Future Direction for Using Artificial Intelligence to Predict and Manage Hypertension.

机构信息

Department of Internal Medicine, Icahn School of Medicine at Mount Sinai, Tenth Avenue, Suite 3A-09, New York, NY, 10019, USA.

Division of Nephrology, College of Physicians and Surgeons, Columbia University, New York, NY, USA.

出版信息

Curr Hypertens Rep. 2018 Jul 6;20(9):75. doi: 10.1007/s11906-018-0875-x.
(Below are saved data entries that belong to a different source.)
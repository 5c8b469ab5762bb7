use serde::{Deserialize, Serialize};

use crate::error::CoreError;
use crate::hlc::Hlc;
use crate::ids::ChangeId;
use crate::row::{Row, RowAddress, RowKey, TableRef};

#[derive(Debug, Clone, Copy, PartialEq, Eq, Hash, Serialize, Deserialize)]
#[serde(rename_all = "snake_case")]
pub enum ChangeKind {
    Insert,
    Update,
    Delete,
}

impl ChangeKind {
    pub fn as_str(&self) -> &'static str {
        match self {
            Self::Insert => "insert",
            Self::Update => "update",
            Self::Delete => "delete",
        }
    }
}

/// One staged row mutation. The ledger holds at most one live change per
/// addressed row.
#[derive(Debug, Clone, PartialEq, Serialize, Deserialize)]
pub struct SandboxChange {
    pub id: ChangeId,
    pub kind: ChangeKind,
    pub table: TableRef,
    #[serde(default, skip_serializing_if = "Option::is_none")]
    pub primary_key: Option<RowKey>,
    /// Pre-image; absent for inserts.
    #[serde(default, skip_serializing_if = "Option::is_none")]
    pub old_values: Option<Row>,
    /// Absent for deletes.
    #[serde(default, skip_serializing_if = "Option::is_none")]
    pub new_values: Option<Row>,
    /// Creation time. Never changes across merges.
    pub timestamp: Hlc,
    /// Time of the latest merge into this change.
    pub updated_at: Hlc,
}

impl SandboxChange {
    /// The image a full-row address is built from before any merge: the
    /// inserted values, or the captured pre-image.
    pub fn original_image(&self) -> Option<&Row> {
        match self.kind {
            ChangeKind::Insert => self.new_values.as_ref(),
            ChangeKind::Update | ChangeKind::Delete => self.old_values.as_ref(),
        }
    }

    /// The row as it looks with this change applied (deletes keep their
    /// pre-image so the row stays identifiable for undo).
    pub fn current_image(&self) -> Option<Row> {
        match self.kind {
            ChangeKind::Insert => self.new_values.clone(),
            ChangeKind::Delete => self.old_values.clone(),
            ChangeKind::Update => {
                let mut image = self.old_values.clone().unwrap_or_default();
                if let Some(new_values) = &self.new_values {
                    image.extend(new_values.iter().map(|(k, v)| (k.clone(), v.clone())));
                }
                Some(image)
            }
        }
    }

    /// Primary address of the change: its key, or the original image.
    pub fn address(&self) -> Option<RowAddress> {
        match &self.primary_key {
            Some(key) if !key.is_empty() => Some(RowAddress::Key(key.clone())),
            _ => self
                .original_image()
                .filter(|image| !image.is_empty())
                .map(|image| RowAddress::FullRow(image.clone())),
        }
    }

    /// The key the row carries once this change lands: the primary key with
    /// any rewritten key columns taken from the new values.
    pub fn current_key(&self) -> Option<RowKey> {
        let key = self.primary_key.as_ref().filter(|key| !key.is_empty())?;
        let Some(new_values) = &self.new_values else {
            return Some(key.clone());
        };
        Some(
            key.iter()
                .map(|(column, value)| {
                    let value = new_values.get(column).unwrap_or(value);
                    (column.clone(), value.clone())
                })
                .collect(),
        )
    }

    /// Every address an incoming edit may use to reach this change. Key
    /// addressed changes answer to their original and current key;
    /// full-row changes answer to both the original and the current image,
    /// since the UI addresses follow-up edits by what it displays.
    pub fn reachable_addresses(&self) -> Vec<RowAddress> {
        let Some(primary) = self.address() else {
            return Vec::new();
        };
        let current = if primary.is_full_row() {
            self.current_image()
                .filter(|image| !image.is_empty())
                .map(RowAddress::FullRow)
        } else {
            self.current_key().map(RowAddress::Key)
        };
        let mut addresses = vec![primary];
        if let Some(current) = current
            && !addresses.contains(&current)
        {
            addresses.push(current);
        }
        addresses
    }

    pub fn is_full_row_addressed(&self) -> bool {
        self.primary_key.as_ref().is_none_or(|key| key.is_empty())
    }
}

/// An edit event coming from the table view, before the ledger turns it
/// into a [`SandboxChange`].
#[derive(Debug, Clone, PartialEq)]
pub enum RowEdit {
    Insert {
        table: TableRef,
        values: Row,
        primary_key: Option<RowKey>,
    },
    Update {
        table: TableRef,
        primary_key: Option<RowKey>,
        old_values: Row,
        new_values: Row,
    },
    Delete {
        table: TableRef,
        primary_key: Option<RowKey>,
        old_values: Row,
    },
}

impl RowEdit {
    pub fn insert(table: TableRef, values: Row) -> Self {
        Self::Insert {
            table,
            values,
            primary_key: None,
        }
    }

    pub fn update(table: TableRef, primary_key: Option<RowKey>, old_values: Row, new_values: Row) -> Self {
        Self::Update {
            table,
            primary_key,
            old_values,
            new_values,
        }
    }

    pub fn delete(table: TableRef, primary_key: Option<RowKey>, old_values: Row) -> Self {
        Self::Delete {
            table,
            primary_key,
            old_values,
        }
    }

    pub fn kind(&self) -> ChangeKind {
        match self {
            Self::Insert { .. } => ChangeKind::Insert,
            Self::Update { .. } => ChangeKind::Update,
            Self::Delete { .. } => ChangeKind::Delete,
        }
    }

    pub fn table(&self) -> &TableRef {
        match self {
            Self::Insert { table, .. } | Self::Update { table, .. } | Self::Delete { table, .. } => table,
        }
    }

    pub fn primary_key(&self) -> Option<&RowKey> {
        match self {
            Self::Insert { primary_key, .. }
            | Self::Update { primary_key, .. }
            | Self::Delete { primary_key, .. } => primary_key.as_ref(),
        }
    }

    /// Reject edits that carry nothing to stage.
    pub fn validate(&self) -> Result<(), CoreError> {
        match self {
            Self::Insert { values, .. } if values.is_empty() => {
                Err(CoreError::InvalidChange("insert without values".into()))
            }
            Self::Update { new_values, .. } if new_values.is_empty() => {
                Err(CoreError::InvalidChange("update without new values".into()))
            }
            _ => Ok(()),
        }
    }

    pub fn into_change(self, id: ChangeId, at: Hlc) -> SandboxChange {
        let (kind, table, primary_key, old_values, new_values) = match self {
            Self::Insert {
                table,
                values,
                primary_key,
            } => (ChangeKind::Insert, table, primary_key, None, Some(values)),
            Self::Update {
                table,
                primary_key,
                old_values,
                new_values,
            } => (ChangeKind::Update, table, primary_key, Some(old_values), Some(new_values)),
            Self::Delete {
                table,
                primary_key,
                old_values,
            } => (ChangeKind::Delete, table, primary_key, Some(old_values), None),
        };
        SandboxChange {
            id,
            kind,
            table,
            primary_key: primary_key.filter(|key| !key.is_empty()),
            old_values,
            new_values,
            timestamp: at,
            updated_at: at,
        }
    }
}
DOI:10.1007/s11906-018-0875-x
PMID:29980865
Abstract

PURPOSE OF REVIEW

Evidence that artificial intelligence (AI) is useful for predicting risk factors for hypertension and its management is emerging. However, we are far from harnessing the innovative AI tools to predict these risk factors for hypertension and applying them to personalized management. This review summarizes recent advances in the computer science and medical field, illustrating the innovative AI approach for potential prediction of early stages of hypertension. Additionally, we review ongoing research and future implications of AI in hypertension management and clinical trials, with an eye towards personalized medicine.

RECENT FINDINGS

Although recent studies demonstrate that AI in hypertension research is feasible and possibly useful, AI-informed care has yet to transform blood pressure (BP) control. This is due, in part, to lack of data on AI's consistency, accuracy, and reliability in the BP sphere. However, many factors contribute to poorly controlled BP, including biological, environmental, and lifestyle issues. AI allows insight into extrapolating data analytics to inform prescribers and patients about specific factors that may impact their BP control. To date, AI has been mainly used to investigate risk factors for hypertension, but has not yet been utilized for hypertension management due to the limitations of study design and of physician's engagement in computer science literature. The future of AI with more robust architecture using multi-omics approaches and wearable technology will likely be an important tool allowing to incorporate biological, lifestyle, and environmental factors into decision-making of appropriate drug use for BP control.

摘要

目的综述

人工智能 (AI) 在预测高血压的危险因素及其管理方面的作用的证据正在出现。然而,我们远未利用创新的 AI 工具来预测这些高血压的危险因素,并将其应用于个性化管理。这篇综述总结了计算机科学和医学领域的最新进展,说明了用于预测高血压早期阶段的创新 AI 方法。此外,我们还回顾了人工智能在高血压管理和临床试验中的当前研究和未来意义,着眼于个性化医学。

最近的发现

尽管最近的研究表明 AI 在高血压研究中是可行且可能有用的,但 AI 驱动的护理尚未改变血压 (BP) 的控制。部分原因是缺乏关于 AI 在 BP 领域的一致性、准确性和可靠性的数据。然而,许多因素导致 BP 控制不佳,包括生物、环境和生活方式问题。AI 可以深入了解数据分析,告知开处方者和患者可能影响他们的 BP 控制的具体因素。迄今为止,人工智能主要用于研究高血压的危险因素,但由于研究设计和医生对计算机科学文献的参与存在局限性,尚未用于高血压管理。使用多组学方法和可穿戴技术构建更强大架构的 AI 的未来,可能成为将生物、生活方式和环境因素纳入适当药物使用决策以控制 BP 的重要工具。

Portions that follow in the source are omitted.